How embedded AI can relieve contact center workers – InsuranceNewsNet

One of the biggest challenges facing insurance companies is maintaining a high level of customer support from frontline workers in the face of high quit rates among contact center employees across industries. . A Centric Consulting study found that 83% of contact center employees quit within three years and 30% within three months.
Additionally, a McKinsey study found that customer-facing employee attrition costs companies up to $10,000 to $20,000 per employee in recruiting and training. For large insurance companies with thousands of support workers – the largest insurers have over 20,000 customer-facing employees – it adds up quickly. Even using the low estimate ($10,000) of contact center attrition costs per worker, an insurer with 20,000 customer support employees and an 83% attrition rate over three years would need to spend around $166 million. dollars simply to maintain its operations. That’s a lot of money to burn to operate essentially on-site.
What’s behind this alarming turnover rate among customer-facing employees at insurance companies? In many cases, these employees leave their jobs because the salary is relatively low. But another key reason for attrition is the nature of the job: being a front-line employee for an insurer is difficult and stressful. Indeed, the customers with whom these workers interact through a contact center are usually stressed themselves. Their homes may have been badly damaged or their vehicles destroyed, and they need answers and assistance from their insurers. Now!
Dealing with this kind of pressure (and sometimes abuse) for hours on end without the proper training or job tools is a recipe for quick burnout and high customer service turnover.
Thrown into the depths
When front-line employees start their jobs, they are usually new to the world of insurance. They don’t understand the technical aspects. They are trained on different employee practices, products, and procedures, and all the while they have to show empathy on live calls. There’s a lot to learn, and that’s why training frontline workers is so time consuming and expensive.

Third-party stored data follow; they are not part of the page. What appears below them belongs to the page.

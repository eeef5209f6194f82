//! VPN handlers.

use cudy_core::Router;

use crate::cli::{GlobalOpts, VpnArgs, VpnCommand};
use crate::error::CliError;
use crate::output;

use super::util;

pub async fn handle(router: &Router, args: VpnArgs, global: &GlobalOpts) -> Result<(), CliError> {
    let enabled = match args.command.unwrap_or(VpnCommand::Status) {
        VpnCommand::Status => {
            let state = router.vpn_state().await?;
            let color = output::should_color(&global.color);
            let out = output::render_single(
                &global.output,
                &state,
                |s| format!("WireGuard  {}", output::on_off(s.wireguard, color)),
                |s| s.wireguard.to_string(),
            );
            output::print_output(&out, global.quiet);
            return Ok(());
        }
        VpnCommand::On => true,
        VpnCommand::Off => false,
    };

    router.set_vpn(enabled).await?;
    util::note(
        if enabled { "VPN enabled" } else { "VPN disabled" },
        global.quiet,
    );
    Ok(())
}
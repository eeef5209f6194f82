//! Device command handlers.

use cudy_core::{DeviceRecord, Router};
use tabled::Tabled;

use crate::cli::{DevicesArgs, DevicesCommand, GlobalOpts};
use crate::error::CliError;
use crate::output;

use super::util;

// ── Table row ───────────────────────────────────────────────────────

#[derive(Tabled)]
struct DeviceRow {
    #[tabled(rename = "Hostname")]
    hostname: String,
    #[tabled(rename = "IP")]
    ip: String,
    #[tabled(rename = "MAC")]
    mac: String,
    #[tabled(rename = "Link")]
    connection_type: String,
    #[tabled(rename = "Signal")]
    signal: String,
    #[tabled(rename = "Up")]
    upload: String,
    #[tabled(rename = "Down")]
    download: String,
    #[tabled(rename = "Online")]
    online_time: String,
}

impl From<&DeviceRecord> for DeviceRow {
    fn from(d: &DeviceRecord) -> Self {
        Self {
            hostname: d.hostname.clone(),
            ip: d.ip.clone(),
            mac: d.mac.clone(),
            connection_type: d.connection_type.clone(),
            signal: d.signal.clone(),
            upload: d.upload_speed.clone(),
            download: d.download_speed.clone(),
            online_time: d.online_time.clone(),
        }
    }
}

/// Device list as a rounded table.
pub fn device_table(devices: &[DeviceRecord]) -> String {
    let rows: Vec<DeviceRow> = devices.iter().map(DeviceRow::from).collect();
    output::render_table(&rows)
}

fn detail(d: &DeviceRecord) -> String {
    let internet = d
        .internet_access
        .map_or("-", |allowed| if allowed { "allowed" } else { "blocked" });
    [
        format!("Hostname: {}", d.hostname),
        format!("IP:       {}", d.ip),
        format!("MAC:      {}", d.mac),
        format!("Link:     {}", d.connection_type),
        format!("Signal:   {}", d.signal),
        format!("Up:       {}", d.upload_speed),
        format!("Down:     {}", d.download_speed),
        format!("Online:   {}", d.online_time),
        format!("Internet: {internet}"),
    ]
    .join("\n")
}

// ── Handler ─────────────────────────────────────────────────────────

pub fn handle(router: &Router, args: DevicesArgs, global: &GlobalOpts) -> Result<(), CliError> {
    match args.command.unwrap_or(DevicesCommand::List) {
        DevicesCommand::List => {
            let devices = router.devices();
            let out = output::render_list(
                &global.output,
                &devices,
                |d| DeviceRow::from(d),
                |d| d.mac.clone(),
            );
            output::print_output(&out, global.quiet);
            Ok(())
        }

        DevicesCommand::Get { mac } => {
            let device = router.device(&mac)?;
            let out = output::render_single(&global.output, &device, detail, |d| d.mac.clone());
            output::print_output(&out, global.quiet);
            Ok(())
        }

        DevicesCommand::Present { mac } => {
            let device = router.device(&mac)?;
            util::note(&format!("{} is connected", device.hostname), global.quiet);
            Ok(())
        }
    }
}

#[cfg(test)]
mod tests {
    use super::*;

    #[test]
    fn detail_shows_unknown_internet_access() {
        let device = DeviceRecord {
            hostname: "laptop".into(),
            ..DeviceRecord::default()
        };
        let out = detail(&device);
        assert!(out.starts_with("Hostname: laptop"));
        assert!(out.ends_with("Internet: -"));
    }

    #[test]
    fn table_has_one_row_per_device() {
        let devices = vec![DeviceRecord::default(), DeviceRecord::default()];
        let out = device_table(&devices);
        assert_eq!(out.matches("n/a").count(), 16);
    }
}
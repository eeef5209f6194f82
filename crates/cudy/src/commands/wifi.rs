//! Wi-Fi radio handlers.

use cudy_core::{Router, WifiBand, WifiState};

use crate::cli::{GlobalOpts, WifiArgs, WifiCommand};
use crate::error::CliError;
use crate::output;

use super::util;

fn band_label(band: WifiBand) -> &'static str {
    match band {
        WifiBand::Band24 => "2.4 GHz",
        WifiBand::Band5 => "5 GHz",
    }
}

fn detail(state: &WifiState, color: bool) -> String {
    [WifiBand::Band24, WifiBand::Band5]
        .iter()
        .map(|&band| {
            format!(
                "{:<8} {}",
                band_label(band),
                output::on_off(state.get(band), color)
            )
        })
        .collect::<Vec<_>>()
        .join("\n")
}

pub async fn handle(router: &Router, args: WifiArgs, global: &GlobalOpts) -> Result<(), CliError> {
    let (band, enabled) = match args.command.unwrap_or(WifiCommand::Status) {
        WifiCommand::Status => {
            let state = router.wifi_state().await?;
            let color = output::should_color(&global.color);
            let out = output::render_single(
                &global.output,
                &state,
                |s| detail(s, color),
                |s| format!("2g={}\n5g={}", s.band_24, s.band_5),
            );
            output::print_output(&out, global.quiet);
            return Ok(());
        }
        WifiCommand::On { band } => (band, true),
        WifiCommand::Off { band } => (band, false),
    };

    if !enabled {
        let prompt = format!(
            "Disable the {} radio? Clients on it will drop.",
            band_label(band)
        );
        if !util::confirm(&prompt, "wifi off", global.yes)? {
            return Ok(());
        }
    }
    router.set_wifi(band, enabled).await?;
    util::note(
        &format!(
            "{} radio {}",
            band_label(band),
            if enabled { "enabled" } else { "disabled" }
        ),
        global.quiet,
    );
    Ok(())
}
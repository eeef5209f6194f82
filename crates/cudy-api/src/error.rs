use thiserror::Error;

/// Top-level error type for the `cudy-api` crate.
///
/// Extraction misses are never errors here: a label the firmware does not
/// render degrades to a sentinel value. What remains are session, transport
/// and form-level failures. `cudy-core` maps these into user-facing
/// diagnostics.
#[derive(Debug, Error)]
pub enum Error {
    // ── Authentication ──────────────────────────────────────────────
    /// No session cookie could be obtained on either scheme.
    #[error("Authentication failed: {message}")]
    Authentication { message: String },

    /// The router kept refusing the request after a fresh login.
    #[error("Session rejected by router (HTTP {status}) after re-authentication")]
    SessionRejected { status: u16 },

    // ── Transport ───────────────────────────────────────────────────
    /// HTTP transport error (connection refused, DNS failure, etc.)
    #[error("HTTP transport error: {0}")]
    Transport(#[from] reqwest::Error),

    /// URL parsing error.
    #[error("Invalid URL: {0}")]
    InvalidUrl(#[from] url::ParseError),

    /// TLS handshake or certificate error.
    #[error("TLS error: {0}")]
    Tls(String),

    // ── Data ────────────────────────────────────────────────────────
    /// JSON deserialization failed, with the raw body for debugging.
    #[error("Deserialization error: {message}")]
    Deserialization { message: String, body: String },

    /// A configuration form did not contain a field the operation needs.
    #[error("Field `{field}` not found on {page}")]
    FieldMissing { page: String, field: String },
}

impl Error {
    /// Returns `true` if credentials or the session are the problem,
    /// as opposed to the network or the page layout.
    pub fn is_auth_failure(&self) -> bool {
        matches!(
            self,
            Self::Authentication { .. } | Self::SessionRejected { .. }
        )
    }

    /// Returns `true` if this is a transient error worth retrying.
    pub fn is_transient(&self) -> bool {
        match self {
            Self::Transport(e) => e.is_timeout() || e.is_connect(),
            _ => false,
        }
    }
}
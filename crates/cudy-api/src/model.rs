// Structured telemetry produced by one probe cycle.

use std::fmt;

use indexmap::IndexMap;
use serde::{Deserialize, Serialize};
use strum::{AsRefStr, Display, EnumIter, EnumString};

/// Sentinel for text values the page did not render.
pub const UNKNOWN: &str = "n/a";

/// Logical grouping of router status, one status page (or several
/// alternate spellings of it) per module.
#[derive(
    Debug,
    Clone,
    Copy,
    PartialEq,
    Eq,
    Hash,
    PartialOrd,
    Ord,
    Serialize,
    Deserialize,
    Display,
    EnumString,
    EnumIter,
    AsRefStr,
)]
#[serde(rename_all = "snake_case")]
#[strum(serialize_all = "snake_case", ascii_case_insensitive)]
pub enum Module {
    Info,
    System,
    Lan,
    Wan,
    WanSecondary,
    MultiWan,
    Mesh,
    Dhcp,
    #[serde(rename = "wifi_24g")]
    #[strum(serialize = "wifi_24g")]
    Wifi24g,
    #[serde(rename = "wifi_5g")]
    #[strum(serialize = "wifi_5g")]
    Wifi5g,
    #[serde(rename = "wifi_6g")]
    #[strum(serialize = "wifi_6g")]
    Wifi6g,
    Gsm,
    Sms,
    Vpn,
    Usb,
    Devices,
    DeviceList,
}

impl Module {
    /// Whether this module yields a device list rather than a record.
    pub fn is_device_list(self) -> bool {
        matches!(self, Self::DeviceList)
    }
}

// ── Sensor values ───────────────────────────────────────────────────

/// A resolved sensor value.
///
/// Text that could not be found is the literal [`UNKNOWN`]; measurements
/// that could not be found are `Integer(None)` (serialized as `null`).
#[derive(Debug, Clone, PartialEq, Eq, Serialize, Deserialize)]
#[serde(untagged)]
pub enum SensorValue {
    Integer(Option<i64>),
    Text(String),
}

impl SensorValue {
    pub fn unknown_text() -> Self {
        Self::Text(UNKNOWN.to_owned())
    }

    /// `true` for `"n/a"` and `Integer(None)`.
    pub fn is_unknown(&self) -> bool {
        match self {
            Self::Integer(v) => v.is_none(),
            Self::Text(s) => s == UNKNOWN,
        }
    }

    pub fn as_text(&self) -> Option<&str> {
        match self {
            Self::Text(s) => Some(s),
            Self::Integer(_) => None,
        }
    }

    pub fn as_int(&self) -> Option<i64> {
        match self {
            Self::Integer(v) => *v,
            Self::Text(_) => None,
        }
    }
}

impl fmt::Display for SensorValue {
    fn fmt(&self, f: &mut fmt::Formatter<'_>) -> fmt::Result {
        match self {
            Self::Integer(Some(n)) => write!(f, "{n}"),
            Self::Integer(None) => f.write_str(UNKNOWN),
            Self::Text(s) => f.write_str(s),
        }
    }
}

/// Output key → value for one module, in schema order.
#[derive(Debug, Clone, Default, PartialEq, Eq, Serialize, Deserialize)]
#[serde(transparent)]
pub struct ModuleRecord(IndexMap<String, SensorValue>);

impl ModuleRecord {
    pub fn new() -> Self {
        Self::default()
    }

    pub fn get(&self, key: &str) -> Option<&SensorValue> {
        self.0.get(key)
    }

    /// Text value of `key`, `None` when absent or unknown.
    pub fn text(&self, key: &str) -> Option<&str> {
        self.get(key)
            .filter(|v| !v.is_unknown())
            .and_then(SensorValue::as_text)
    }

    pub fn insert(&mut self, key: impl Into<String>, value: SensorValue) {
        self.0.insert(key.into(), value);
    }

    pub fn keys(&self) -> impl Iterator<Item = &str> {
        self.0.keys().map(String::as_str)
    }

    pub fn iter(&self) -> impl Iterator<Item = (&str, &SensorValue)> {
        self.0.iter().map(|(k, v)| (k.as_str(), v))
    }

    pub fn len(&self) -> usize {
        self.0.len()
    }

    pub fn is_empty(&self) -> bool {
        self.0.is_empty()
    }

    /// `true` when at least one value was actually resolved.
    pub fn has_data(&self) -> bool {
        self.0.values().any(|v| !v.is_unknown())
    }

    /// Overlay `other` onto `self`: known values in `other` replace ours,
    /// unknown values never clobber a known one.
    pub fn merge(&mut self, other: Self) {
        for (key, value) in other.0 {
            match self.0.get(&key) {
                Some(existing) if value.is_unknown() && !existing.is_unknown() => {}
                _ => {
                    self.0.insert(key, value);
                }
            }
        }
    }
}

// ── Devices ─────────────────────────────────────────────────────────

/// One client device from the connected-devices table.
///
/// Every field is present; unresolved ones hold [`UNKNOWN`].
#[derive(Debug, Clone, PartialEq, Eq, Serialize, Deserialize)]
pub struct DeviceRecord {
    pub hostname: String,
    pub ip: String,
    pub mac: String,
    pub upload_speed: String,
    pub download_speed: String,
    pub signal: String,
    pub online_time: String,
    pub connection_type: String,
    /// Internet access toggle, only rendered by newer firmware.
    #[serde(default, skip_serializing_if = "Option::is_none")]
    pub internet_access: Option<bool>,
}

impl Default for DeviceRecord {
    fn default() -> Self {
        let unknown = || UNKNOWN.to_owned();
        Self {
            hostname: unknown(),
            ip: unknown(),
            mac: unknown(),
            upload_speed: unknown(),
            download_speed: unknown(),
            signal: unknown(),
            online_time: unknown(),
            connection_type: unknown(),
            internet_access: None,
        }
    }
}

impl DeviceRecord {
    pub fn is_wired(&self) -> bool {
        self.connection_type == "wired"
    }

    /// Whether the router reports a live radio link for this client.
    pub fn has_signal(&self) -> bool {
        let s = self.signal.trim();
        !(s.is_empty() || s == UNKNOWN || s == "---")
    }

    pub fn has_mac(&self) -> bool {
        self.mac != UNKNOWN
    }
}

// ── Snapshot ────────────────────────────────────────────────────────

/// Parsed content of one module.
#[derive(Debug, Clone, PartialEq, Eq, Serialize, Deserialize)]
#[serde(untagged)]
pub enum ModuleData {
    Record(ModuleRecord),
    Devices(Vec<DeviceRecord>),
}

impl ModuleData {
    pub fn as_record(&self) -> Option<&ModuleRecord> {
        match self {
            Self::Record(r) => Some(r),
            Self::Devices(_) => None,
        }
    }

    pub fn as_devices(&self) -> Option<&[DeviceRecord]> {
        match self {
            Self::Devices(d) => Some(d),
            Self::Record(_) => None,
        }
    }
}

/// Everything one probe cycle found. Modules the router does not expose
/// are simply absent.
#[derive(Debug, Clone, Default, PartialEq, Eq, Serialize, Deserialize)]
#[serde(transparent)]
pub struct Snapshot(IndexMap<Module, ModuleData>);

impl Snapshot {
    pub fn new() -> Self {
        Self::default()
    }

    pub fn insert(&mut self, module: Module, data: ModuleData) {
        self.0.insert(module, data);
    }

    pub fn get(&self, module: Module) -> Option<&ModuleData> {
        self.0.get(&module)
    }

    pub fn record(&self, module: Module) -> Option<&ModuleRecord> {
        self.get(module).and_then(ModuleData::as_record)
    }

    pub fn record_mut(&mut self, module: Module) -> Option<&mut ModuleRecord> {
        match self.0.get_mut(&module) {
            Some(ModuleData::Record(r)) => Some(r),
            _ => None,
        }
    }

    /// The device list, empty when the module was not found.
    pub fn devices(&self) -> &[DeviceRecord] {
        self.get(Module::DeviceList)
            .and_then(ModuleData::as_devices)
            .unwrap_or_default()
    }

    pub fn modules(&self) -> impl Iterator<Item = Module> + '_ {
        self.0.keys().copied()
    }

    pub fn iter(&self) -> impl Iterator<Item = (Module, &ModuleData)> {
        self.0.iter().map(|(m, d)| (*m, d))
    }

    pub fn len(&self) -> usize {
        self.0.len()
    }

    pub fn is_empty(&self) -> bool {
        self.0.is_empty()
    }
}

// ── Actions ─────────────────────────────────────────────────────────

/// Radio band addressed by Wi-Fi toggles.
#[derive(Debug, Clone, Copy, PartialEq, Eq, Hash, Serialize, Deserialize, Display)]
pub enum WifiBand {
    #[serde(rename = "2g")]
    #[strum(serialize = "2g")]
    Band24,
    #[serde(rename = "5g")]
    #[strum(serialize = "5g")]
    Band5,
}

impl WifiBand {
    /// Parse the loose spellings users type. Anything unrecognized is 2.4 GHz.
    pub fn from_alias(s: &str) -> Self {
        match s.trim().to_ascii_lowercase().as_str() {
            "5g" | "5ghz" | "5" => Self::Band5,
            _ => Self::Band24,
        }
    }

    /// UCI section of the radio interface.
    pub fn iface(self) -> &'static str {
        match self {
            Self::Band24 => "wlan00",
            Self::Band5 => "wlan10",
        }
    }
}

/// Enabled state of each radio.
#[derive(Debug, Clone, Copy, PartialEq, Eq, Serialize, Deserialize)]
pub struct WifiState {
    #[serde(rename = "2g")]
    pub band_24: bool,
    #[serde(rename = "5g")]
    pub band_5: bool,
}

impl WifiState {
    pub fn get(self, band: WifiBand) -> bool {
        match band {
            WifiBand::Band24 => self.band_24,
            WifiBand::Band5 => self.band_5,
        }
    }
}

/// Enabled state of the VPN service.
#[derive(Debug, Clone, Copy, PartialEq, Eq, Serialize, Deserialize)]
pub struct VpnState {
    pub wireguard: bool,
}
//! Text normalization for scraped LuCI pages.
//!
//! Cudy firmware renders most values twice (a desktop and a mobile copy of
//! the same node) and pads everything with layout whitespace. These helpers
//! turn that into stable single-line strings.

use std::collections::HashSet;
use std::sync::LazyLock;

use regex::Regex;
use scraper::Html;

static DIGITS: LazyLock<Regex> =
    LazyLock::new(|| Regex::new(r"\d+").expect("digit regex is valid"));
static READING_WITH_UNIT: LazyLock<Regex> = LazyLock::new(|| {
    Regex::new(r"^[-+]?\d+(?:\.\d+)?\s*[A-Za-z%/]+$").expect("reading regex is valid")
});

/// Collapse every whitespace run (newlines included) to one space and trim.
pub fn normalize_spaces(s: &str) -> String {
    s.split_whitespace().collect::<Vec<_>>().join(" ")
}

/// Drop exact duplicate lines, keeping the first occurrence of each.
pub fn dedupe_lines<I, S>(lines: I) -> Vec<String>
where
    I: IntoIterator<Item = S>,
    S: Into<String>,
{
    let mut seen = HashSet::new();
    lines
        .into_iter()
        .map(Into::into)
        .filter(|line| seen.insert(line.clone()))
        .collect()
}

/// Return the first half of `s` when `s` is that half written twice.
pub fn collapse_self_repeat(s: &str) -> &str {
    let mid = s.len() / 2;
    if s.len() % 2 == 0 && s.is_char_boundary(mid) && s[..mid] == s[mid..] {
        &s[..mid]
    } else {
        s
    }
}

/// [`collapse_self_repeat`] restricted to a number followed by a unit, such
/// as `-53dBm-53dBm`. Bare numbers (`11`, `22`) and free text pass through.
pub fn collapse_unit_echo(s: &str) -> &str {
    let half = collapse_self_repeat(s);
    if half.len() < s.len() && READING_WITH_UNIT.is_match(half) {
        half
    } else {
        s
    }
}

/// Lenient integer conversion: `"12 Mins"` is 12, `"N/A"` and `""` are `None`.
///
/// A plain signed integer parses as-is so signal readings such as `-97`
/// keep their sign. Otherwise the first run of digits wins.
pub fn to_int_or_none(s: &str) -> Option<i64> {
    let s = s.trim();
    if s.is_empty() || s.eq_ignore_ascii_case("n/a") {
        return None;
    }
    if let Ok(n) = s.parse::<i64>() {
        return Some(n);
    }
    DIGITS.find(s).and_then(|m| m.as_str().parse().ok())
}

/// All visible text lines of a document, normalized, non-empty and deduplicated.
pub fn page_lines(html: &str) -> Vec<String> {
    if html.trim().is_empty() {
        return Vec::new();
    }
    let doc = Html::parse_document(html);
    let joined = doc.root_element().text().collect::<Vec<_>>().join("\n");
    dedupe_lines(
        joined
            .lines()
            .map(normalize_spaces)
            .filter(|line| !line.is_empty()),
    )
}

/// The line following the first line that reads exactly `label`
/// (case-insensitive).
pub fn line_after<'a>(lines: &'a [String], label: &str) -> Option<&'a str> {
    let pos = lines.iter().position(|l| l.eq_ignore_ascii_case(label))?;
    lines.get(pos + 1).map(String::as_str)
}
//! Reboot handler.

use cudy_core::Router;

use crate::cli::GlobalOpts;
use crate::error::CliError;

use super::util;

pub async fn reboot(router: &Router, global: &GlobalOpts) -> Result<(), CliError> {
    let host = router.config().host.clone();
    if !util::confirm(&format!("Reboot router {host}?"), "reboot", global.yes)? {
        return Ok(());
    }
    router.reboot().await?;
    util::note("Router reboot initiated", global.quiet);
    Ok(())
}
//! Snapshot and model detection handlers.

use cudy_core::{DetectedModel, Module, ModuleData, ModuleRecord, Router, Snapshot, UNKNOWN};
use tabled::Tabled;

use crate::cli::{GlobalOpts, OutputFormat, SnapshotArgs};
use crate::error::CliError;
use crate::output;

use super::devices;

// ── Table row ───────────────────────────────────────────────────────

#[derive(Tabled)]
struct SensorRow {
    #[tabled(rename = "Sensor")]
    key: String,
    #[tabled(rename = "Value")]
    value: String,
}

fn record_table(record: &ModuleRecord) -> String {
    let rows: Vec<SensorRow> = record
        .iter()
        .map(|(key, value)| SensorRow {
            key: key.to_owned(),
            value: value.to_string(),
        })
        .collect();
    output::render_table(&rows)
}

fn module_detail(module: Module, data: &ModuleData) -> String {
    let body = match data {
        ModuleData::Record(record) => record_table(record),
        ModuleData::Devices(list) => devices::device_table(list),
    };
    format!("{module}\n{body}")
}

fn module_plain(module: Module, data: &ModuleData) -> Vec<String> {
    match data {
        ModuleData::Record(record) => record
            .iter()
            .map(|(key, value)| format!("{module}.{key}={value}"))
            .collect(),
        ModuleData::Devices(list) => list
            .iter()
            .map(|d| format!("{module}.{}={}", d.mac, d.hostname))
            .collect(),
    }
}

fn snapshot_detail(snapshot: &Snapshot) -> String {
    snapshot
        .iter()
        .map(|(module, data)| module_detail(module, data))
        .collect::<Vec<_>>()
        .join("\n\n")
}

fn snapshot_plain(snapshot: &Snapshot) -> String {
    snapshot
        .iter()
        .flat_map(|(module, data)| module_plain(module, data))
        .collect::<Vec<_>>()
        .join("\n")
}

/// Render a whole snapshot in `format`.
pub fn render(format: &OutputFormat, snapshot: &Snapshot) -> String {
    output::render_single(format, snapshot, snapshot_detail, snapshot_plain)
}

// ── Handlers ────────────────────────────────────────────────────────

pub fn handle(router: &Router, args: &SnapshotArgs, global: &GlobalOpts) -> Result<(), CliError> {
    let snapshot = router.snapshot();

    let out = match args.module {
        Some(module) => {
            let data = snapshot.get(module).ok_or_else(|| CliError::Validation {
                field: "module".into(),
                reason: format!("router did not report {module}"),
            })?;
            output::render_single(
                &global.output,
                data,
                |d| module_detail(module, d),
                |d| module_plain(module, d).join("\n"),
            )
        }
        None => render(&global.output, &snapshot),
    };
    output::print_output(&out, global.quiet);
    Ok(())
}

pub fn detect(router: &Router, global: &GlobalOpts) -> Result<(), CliError> {
    let model = router
        .model()
        .ok_or_else(|| CliError::Internal("model was not resolved".into()))?;
    let out = output::render_single(
        &global.output,
        &model,
        |m: &DetectedModel| {
            format!(
                "Model:    {}\nProfile:  {}",
                m.raw.as_deref().unwrap_or(UNKNOWN),
                m.family
            )
        },
        |m| m.family.to_string(),
    );
    output::print_output(&out, global.quiet);
    Ok(())
}
// cudy-core: Router lifecycle between cudy-api and consumers (CLI).

pub mod command;
pub mod config;
pub mod error;
pub mod router;

// ── Primary re-exports ──────────────────────────────────────────────
pub use command::{Command, CommandResult};
pub use config::{RouterConfig, TlsVerification};
pub use error::CoreError;
pub use router::{ConnectionState, Router};

// Re-export model types at the crate root for ergonomics.
pub use cudy_api::{
    DetectedModel, DeviceRecord, ModelFamily, Module, ModuleData, ModuleRecord, SensorValue,
    Snapshot, UNKNOWN, VpnState, WifiBand, WifiState,
};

Boxer Mike Tyson once said, “Everyone has a plan until they’re punched in the mouth.” Likewise, when frontline workers are suddenly faced with an irate or panicked customer yelling at them on the phone, all that training can instantly fly out the window. At this point, it becomes nearly impossible for the frontline employee to meet customer expectations.
Fortunately, technologies such as artificial intelligence, machine learning, natural language processing, and sentiment analysis are available to help customer-facing workers be more efficient.
A smart and insightful assistant
With an AI-powered customer interaction platform, frontline workers speaking on the phone to an unhappy customer will receive prompts for appropriate responses based on real-time analysis of what the customer is saying (and how it has been said). Helping frontline employees optimize their responses to customers – both in terms of the information provided and the empathy conveyed – increases the chances of a positive outcome and reduces employee stress.
All information on a single window
A customer experience platform can also improve employee performance and job satisfaction by simplifying their user interfaces. Frontline support workers typically work with multiple systems, which means they may have to open multiple computer screens simultaneously for a single call. (If you think dealing with an angry customer is difficult, imagine trying to do so by switching between 20 or more screens while being reprimanded.)
Modern contact center platforms can be integrated via middleware with multiple systems to bring together all the relevant data a frontline employee needs to serve a customer on a single pane of glass. The result is more efficient, less stressful customer interactions and faster problem resolution.
More effective management and training
Supervisors of frontline employees want to help them improve their performance by customizing development paths and training modules. This typically requires managers to listen to every call to assess where these workers need to improve. AI can determine whether frontline workers speak too softly or too loudly, their level of product knowledge, whether they convey the right amount of empathy, and other variables that impact efficiency.
AI can also detect when a customer crosses a line and begins to abuse the frontline worker. This allows supervisors to be notified in real time so they can intervene and save the employee from further abuse.
The “Great Resignation” has impacted many industries where the majority of positions are customer-facing. For insurance companies, this growing aversion to frontline jobs is making it even harder for them to attract, train and retain quality customer support workers. An AI-enabled contact center that provides these employees with tools to do their jobs better and reduce their stress levels is one way to minimize the costs and disruptions of constant turnover.
Ilya Filipov is director of industrial strategy for financial services, insurance, at Chat desk. He can be contacted at [email protected].